BackgroundObservational studies have reported a strong association between autistic spectrum disorder (ASD) and intestinal metabolites. However, it is unclear whether this correlation is causally or violated by confounding or backward causality. Therefore, this study explored the potential causal relationship between intestinal metabolites and dependent metabolites on ASD. MethodsWe used a two-sample Mendelian random analysis and selected variants closely related to intestinal flora-dependent metabolites as instrumental variables. MR-Egger, inverse variance weighted (IVW), MR-PRESSO, maximum likelihood, and weighted median were performed to reveal their causal relationships. Ten metabolites were studied, which included trimethylamine-N-oxide, betaine, carnitine, choline, glutamate, kynurenine, phenylalanine, serotonin, tryptophan, and tyrosine. Sensitivity tests were also performed to evaluate the robustness of the MR study. ResultsThe IVW method revealed that serotonin may increase the ASD risk (OR 1.060, 95% CI: 1.006–1.118), while choline could decrease the ASD risk (OR 0.925, 95% CI: 0.868–0.988). However, no definite causality was observed between other intestinal metabolites (e.g., trimethylamine-N-oxide, betaine, and carnitine) with ASD. Additionally, neither the funnel plot nor the MR-Egger test showed horizontal pleiotropy, and the MR-PRESSO test found no outliers. Cochran’s Q test showed no significant heterogeneity among the studies, suggesting the robustness of the study. ConclusionOur study found potential causality from intestinal metabolites on ASD. Clinicians are encouraged to offer preventive measures to such populations.
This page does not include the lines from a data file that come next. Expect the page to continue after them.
impl NodeRegistry {
    pub fn new(store: Store, connections: Arc<Connections>, timing: TimingArgs) -> Self {
        Self {
            store,
            connections,
            timing,
            locks: Mutex::new(HashMap::new()),
            banned_connections: RwLock::new(HashSet::new()),
        }
    }

    pub fn node_lock(&self, node_id: Uuid) -> Arc<tokio::sync::Mutex<()>> {
        self.locks
            .lock()
            .entry(node_id)
            .or_insert_with(|| Arc::new(tokio::sync::Mutex::new(())))
            .clone()
    }

    pub fn ban_connection(&self, connection_id: Uuid) {
        self.banned_connections.write().insert(connection_id);
    }

    /// Register a node, creating the record or resuming an existing one by
    /// name. Always lands the node in `online`.
    pub async fn register(
        &self,
        corr: Uuid,
        principal: &Principal,
        connection_id: Uuid,
        spec: RegisterSpec,
    ) -> Result<Node> {
        let mut labels = spec.labels.clone();
        labels.insert(NODE_NAME_LABEL.to_string(), spec.name.clone());

        let node = match nodes::get_by_name(&self.store, &spec.name).await {
            Ok(existing) => {
                if let Some(other) = existing.connection_id
                    && other != connection_id
                    && self.connections.get(other).is_some()
                {
                    return Err(Error::Conflict(format!(
                        "node {} is active on another connection",
                        spec.name
                    )));
                }
                nodes::update(
                    &self.store,
                    corr,
                    existing.id,
                    NodePatch {
                        status: Some(NodeStatus::Online),
                        allocatable: Some(spec.allocatable),
                        labels: Some(labels),
                        taints: Some(spec.taints.clone()),
                        runtime_version: spec.runtime_version.clone(),
                        last_heartbeat: Some(Utc::now()),
                        connection_id: Some(Some(connection_id)),
                        ..Default::default()
                    },
                )
                .await?
            }
            Err(stark_store::StoreError::NotFound(_)) => {
                nodes::create(
                    &self.store,
                    corr,
                    NewNode {
                        name: spec.name.clone(),
                        runtime_type: spec.runtime_type,
                        runtime_version: spec.runtime_version.clone(),
                        allocatable: spec.allocatable,
                        labels,
                        taints: spec.taints.clone(),
                        registered_by: principal.id,
                        connection_id: Some(connection_id),
                    },
                )
                .await?
            }
            Err(e) => return Err(e.into()),
        };

        self.connections.bind_node(connection_id, node.id)?;
        metrics::node_transition("online");
        tracing::info!(node = %node.name, node_id = %node.id, "node registered");
        Ok(node)
    }

    /// Ingest a heartbeat. Refused when the connection is banned or does not
    /// own the node. An accepted heartbeat from an unhealthy or offline node
    /// resyncs it back to `online`.
    pub async fn heartbeat(
        &self,
        corr: Uuid,
        connection_id: Uuid,
        node_id: Uuid,
        allocated: NodeResources,
        runtime_version: Option<String>,
        pod_states: &[PodStateSummary],
    ) -> Result<()> {
        if self.banned_connections.read().contains(&connection_id) {
            metrics::heartbeat_refused();
            return Err(Error::Auth("connection is banned".into()));
        }
        let node = nodes::get_by_id(&self.store, node_id).await?;
        if node.connection_id != Some(connection_id) {
            metrics::heartbeat_refused();
            return Err(Error::Auth(format!(
                "connection does not own node {node_id}"
            )));
        }
        metrics::heartbeat_received();

        // Observed allocation is advisory; never let it break the
        // allocated <= allocatable invariant.
        let clamped = NodeResources {
            cpu: allocated.cpu.min(node.allocatable.cpu),
            memory: allocated.memory.min(node.allocatable.memory),
            storage: allocated.storage.min(node.allocatable.storage),
            pods: allocated.pods.min(node.allocatable.pods),
        };
        let status = match node.status {
            NodeStatus::Unhealthy | NodeStatus::Offline => {
                metrics::node_transition("online");
                tracing::info!(node = %node.name, "node resynced to online");
                Some(NodeStatus::Online)
            }
            _ => None,
        };
        nodes::update(
            &self.store,
            corr,
            node_id,
            NodePatch {
                status,
                allocated: Some(clamped),
                runtime_version,
                last_heartbeat: Some(Utc::now()),
                ..Default::default()
            },
        )
        .await?;

        for summary in pod_states {
            if let Err(e) = self.reconcile_pod_state(corr, summary).await {
                tracing::debug!(pod_id = %summary.pod_id, "pod state resync skipped: {e}");
            }
        }
        Ok(())
    }

    /// Fold an agent-reported pod status into the store, but only along
    /// declared state-machine edges.
    async fn reconcile_pod_state(&self, corr: Uuid, summary: &PodStateSummary) -> Result<()> {
        let pod = pods::get_by_id(&self.store, summary.pod_id).await?;
        if pod.status == summary.status || !pod.status.can_transition_to(summary.status) {
            return Ok(());
        }
        let mut patch = TransitionPatch {
            status_message: summary.message.clone().map(Some),
            ..Default::default()
        };
        if summary.status == PodStatus::Running && pod.started_at.is_none() {
            patch.started_at = Some(Utc::now());
        }
        if summary.status.is_terminal() && pod.stopped_at.is_none() {
            patch.stopped_at = Some(Utc::now());
        }
        pods::transition(&self.store, corr, pod.id, pod.status, summary.status, patch).await?;
        Ok(())
    }

    /// Periodic lifecycle sweep: missed-heartbeat transitions, lost-node
    /// eviction, drain progress, and NoExecute taint enforcement.
    pub async fn sweep(&self, corr: Uuid, now: DateTime<Utc>) -> Result<()> {
        let unhealthy_after = self.timing.unhealthy_after_secs() as i64;
        let offline_after = self.timing.offline_after_secs() as i64;

        for node in nodes::list_all(&self.store).await? {
            let lag = now
                .signed_duration_since(node.last_heartbeat.unwrap_or(node.created_at))
                .num_seconds();
            match node.status {
                NodeStatus::Online if lag > unhealthy_after => {
                    tracing::warn!(node = %node.name, lag, "node unhealthy: heartbeats missed");
                    metrics::node_transition("unhealthy");
                    if let Err(e) = nodes::transition(
                        &self.store,
                        corr,
                        node.id,
                        NodeStatus::Online,
                        NodeStatus::Unhealthy,
                    )
                    .await
                    {
                        tracing::debug!(node = %node.name, "unhealthy transition lost: {e}");
                    }
                }
                NodeStatus::Unhealthy if lag > offline_after => {
                    tracing::warn!(node = %node.name, lag, "node offline: evicting pods");
                    metrics::node_transition("offline");
                    match nodes::transition(
                        &self.store,
                        corr,
                        node.id,
                        NodeStatus::Unhealthy,
                        NodeStatus::Offline,
                    )
                    .await
                    {
                        Ok(_) => self.evict_all(corr, node.id, "node lost").await?,
                        Err(e) => {
                            tracing::debug!(node = %node.name, "offline transition lost: {e}")
                        }
                    }
                }
                NodeStatus::Draining => {
                    self.drain_step(corr, &node).await?;
                }
                NodeStatus::Online => {
                    self.enforce_no_execute(corr, &node).await?;
                }
                _ => {}
            }
        }
        Ok(())
    }

    /// Transition every non-terminal pod on `node_id` to evicted.
    pub async fn evict_all(&self, corr: Uuid, node_id: Uuid, reason: &str) -> Result<()> {
        let on_node = pods::list_all(
            &self.store,
            &PodFilter {
                node_id: Some(node_id),
                ..Default::default()
            },
        )
        .await?;
        let mut evicted = 0;
        for pod in on_node.iter().filter(|p| !p.status.is_terminal()) {
            if self.evict_pod(corr, pod, reason).await.is_ok() {
                evicted += 1;
            }
        }
        if evicted > 0 {
            metrics::pods_evicted(evicted);
        }
        Ok(())
    }

    pub async fn evict_pod(&self, corr: Uuid, pod: &Pod, reason: &str) -> Result<()> {
        if !pod.status.can_transition_to(PodStatus::Evicted) {
            return Ok(());
        }
        pods::transition(
            &self.store,
            corr,
            pod.id,
            pod.status,
            PodStatus::Evicted,
            TransitionPatch {
                status_message: Some(Some(reason.to_string())),
                stopped_at: Some(Utc::now()),
                ..Default::default()
            },
        )
        .await?;
        // Best effort: a lost node has no connection to tell.
        if let Some(node_id) = pod.node_id {
            let _ = self
                .connections
                .send_to_node(
                    node_id,
                    ServerFrame::PodStop {
                        pod_id: pod.id,
                        reason: reason.to_string(),
                    },
                )
                .await;
        }
        Ok(())
    }

    /// Drain evicts one pod per sweep; the tick cadence is the backoff.
    async fn drain_step(&self, corr: Uuid, node: &Node) -> Result<()> {
        let on_node = pods::list_all(
            &self.store,
            &PodFilter {
                node_id: Some(node.id),
                ..Default::default()
            },
        )
        .await?;
        let Some(victim) = on_node
            .iter()
            .filter(|p| !p.status.is_terminal())
            .min_by_key(|p| (p.created_at, p.id))
        else {
            return Ok(());
        };
        tracing::info!(node = %node.name, pod_id = %victim.id, "drain: evicting pod");
        metrics::pods_evicted(1);
        if !victim.status.can_transition_to(PodStatus::Evicted) {
            return Ok(());
        }
        pods::transition(
            &self.store,
            corr,
            victim.id,
            victim.status,
            PodStatus::Evicted,
            TransitionPatch {
                status_message: Some(Some("node draining".to_string())),
                stopped_at: Some(Utc::now()),
                ..Default::default()
            },
        )
        .await?;
        let _ = self
            .connections
            .send_to_node(node.id, ServerFrame::PodDrain { pod_id: victim.id })
            .await;
        Ok(())
    }

    /// A NoExecute taint evicts pods that no longer tolerate it, including
    /// pods whose toleration was removed mid-life.
    async fn enforce_no_execute(&self, corr: Uuid, node: &Node) -> Result<()> {
        let no_execute: Vec<&Taint> = node
            .taints
            .iter()
            .filter(|t| t.effect == TaintEffect::NoExecute)
            .collect();
        if no_execute.is_empty() {
            return Ok(());
        }
        let on_node = pods::list_all(
            &self.store,
            &PodFilter {
                node_id: Some(node.id),
                ..Default::default()
            },
        )
        .await?;
        for pod in on_node.iter().filter(|p| !p.status.is_terminal()) {
            let intolerable = no_execute
                .iter()
                .find(|taint| !tolerated(taint, &pod.tolerations));
            if let Some(taint) = intolerable {
                tracing::info!(
                    node = %node.name,
                    pod_id = %pod.id,
                    taint = %taint.key,
                    "evicting pod for untolerated NoExecute taint"
                );
                metrics::pods_evicted(1);
                self.evict_pod(corr, pod, &format!("NoExecute taint {}", taint.key))
                    .await?;
            }
        }
        Ok(())
    }

    /// Operator drain: cordon plus staged eviction handled by the sweep.
    pub async fn drain(&self, corr: Uuid, node_id: Uuid) -> Result<Node> {
        Ok(nodes::update(
            &self.store,
            corr,
            node_id,
            NodePatch {
                status: Some(NodeStatus::Draining),
                unschedulable: Some(true),
                ..Default::default()
            },
        )
        .await?)
    }

    /// Delete a node: evict everything on it and soft-delete the record.
    pub async fn delete(&self, corr: Uuid, node_id: Uuid) -> Result<Node> {
        self.evict_all(corr, node_id, "node deleted").await?;
        let node = nodes::delete(&self.store, corr, node_id).await?;
        Ok(node)
    }

    /// Connection teardown hook: clear the stored connection id so a resumed
    /// registration is not mistaken for a duplicate.
    pub async fn connection_closed(&self, corr: Uuid, node_id: Uuid, connection_id: Uuid) {
        match nodes::get_by_id(&self.store, node_id).await {
            Ok(node) if node.connection_id == Some(connection_id) => {
                if let Err(e) = nodes::update(
                    &self.store,
                    corr,
                    node_id,
                    NodePatch {
                        connection_id: Some(None),
                        ..Default::default()
                    },
                )
                .await
                {
                    tracing::warn!(node_id = %node_id, "failed to clear connection: {e}");
                }
            }
            _ => {}
        }
    }
}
研究背景 已有观察性研究报道孤独症谱系障碍（autistic spectrum disorder, ASD）与肠道代谢物之间存在显著关联。然而目前尚不清楚该相关性是否为真正的因果关联，亦或是受混杂因素或反向因果关系误导而产生的虚假关联。因此，本研究旨在探索肠道代谢物与孤独症谱系障碍之间的潜在因果关联。 研究方法 本研究采用两样本孟德尔随机化（two-sample Mendelian random, 2SMR）分析方法，选取与菌群依赖性代谢物密切相关的遗传变异作为工具变量。依次采用MR-Egger法、逆方差加权（inverse variance weighted, IVW）法、MR-PRESSO法、极大似然法以及加权中位数法，以揭示二者的因果关联。本研究共纳入10种代谢物进行分析，分别为氧化三甲胺（trimethylamine-N-oxide）、甜菜碱（betaine）、肉碱（carnitine）、胆碱（choline）、谷氨酸（glutamate）、犬尿氨酸（kynurenine）、苯丙氨酸（phenylalanine）、5-羟色胺（serotonin）、色氨酸（tryptophan）以及酪氨酸（tyrosine）。同时开展敏感性检验以评估本孟德尔随机化研究结果的稳健性。 研究结果 逆方差加权法分析结果显示，5-羟色胺可能升高孤独症谱系障碍的发病风险（比值比OR=1.060，95%置信区间CI：1.006~1.118），而胆碱则可能降低该疾病的发病风险（OR=0.925，95%CI：0.868~0.988）。但其余肠道代谢物（如氧化三甲胺、甜菜碱及肉碱）与孤独症谱系障碍之间未观察到明确的因果关联。此外，漏斗图与MR-Egger检验均未发现水平多效性，MR-PRESSO检验也未检出异常值。Cochran Q检验显示本研究不存在显著的异质性，进一步证实了研究结果的稳健性。 研究结论 本研究证实了肠道代谢物与孤独症谱系障碍之间存在潜在因果关联，建议临床医师为高风险人群采取相应的预防干预措施。